> _Task goal_
Copy out every line of the records where the string "DataFormat" occurs.

(Stored items)

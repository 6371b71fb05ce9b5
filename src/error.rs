//! Error taxonomy shared by every analytical component.
//!
//! Only [`AnalysisError::DataFormat`] is allowed to abort an operation, and
//! only for the source involved. Provider and budget failures are converted
//! into degraded answers by the component that observes them; the orchestrator
//! turns anything left over into an error-marked answer string.

use thiserror::Error;

/// Result alias used by the core components.
pub type Result<T> = std::result::Result<T, AnalysisError>;

/// Failures surfaced by the core.
#[derive(Debug, Error)]
pub enum AnalysisError {
    /// Unreadable or malformed source. Fatal to the current request, never retried.
    #[error("data format error: {0}")]
    DataFormat(String),

    /// Generation or embedding provider unreachable.
    #[error("provider unavailable: {0}")]
    ProviderUnavailable(String),

    /// Iteration or wall-clock budget exhausted.
    #[error("budget exceeded: {0}")]
    BudgetExceeded(String),

    /// Referenced dataset or index is missing.
    #[error("not found: {0}")]
    NotFound(String),

    /// File extension outside the analyzable set.
    #[error("unsupported file type '{0}'. Allowed: csv, xlsx, xls, pdf, txt, epub")]
    UnsupportedExtension(String),

    /// Filesystem failure that is not a format problem.
    #[error("i/o error: {0}")]
    Io(#[from] std::io::Error),
}

impl AnalysisError {
    /// Stable machine-readable code for this error.
    pub fn kind(&self) -> &'static str {
        match self {
            AnalysisError::DataFormat(_) => "data_format",
            AnalysisError::ProviderUnavailable(_) => "provider_unavailable",
            AnalysisError::BudgetExceeded(_) => "budget_exceeded",
            AnalysisError::NotFound(_) => "not_found",
            AnalysisError::UnsupportedExtension(_) => "unsupported_extension",
            AnalysisError::Io(_) => "io",
        }
    }

    pub(crate) fn format(msg: impl Into<String>) -> Self {
        AnalysisError::DataFormat(msg.into())
    }
}

impl From<ProviderError> for AnalysisError {
    fn from(err: ProviderError) -> Self {
        AnalysisError::ProviderUnavailable(err.to_string())
    }
}

/// Failure of an embedding or generation call.
///
/// Every provider method returns this, so callers are forced to pick a
/// fallback instead of letting a transport error escape.
#[derive(Debug, Error)]
pub enum ProviderError {
    /// Provider is switched off in configuration.
    #[error("provider '{0}' is disabled")]
    Disabled(String),

    /// Network failure, timeout, or retries exhausted.
    #[error("{provider} unreachable: {message}")]
    Unreachable { provider: String, message: String },

    /// Provider answered with something we cannot use.
    #[error("{provider} returned an invalid response: {message}")]
    InvalidResponse { provider: String, message: String },
}

impl ProviderError {
    pub(crate) fn unreachable(provider: &str, message: impl ToString) -> Self {
        ProviderError::Unreachable {
            provider: provider.to_string(),
            message: message.to_string(),
        }
    }

    pub(crate) fn invalid(provider: &str, message: impl ToString) -> Self {
        ProviderError::InvalidResponse {
            provider: provider.to_string(),
            message: message.to_string(),
        }
    }
}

> _Reply to the exercise_
//! Only [`AnalysisError::DataFormat`] is allowed to abort an operation, and
    DataFormat(String),
            AnalysisError::DataFormat(_) => "data_format",
        AnalysisError::DataFormat(msg.into())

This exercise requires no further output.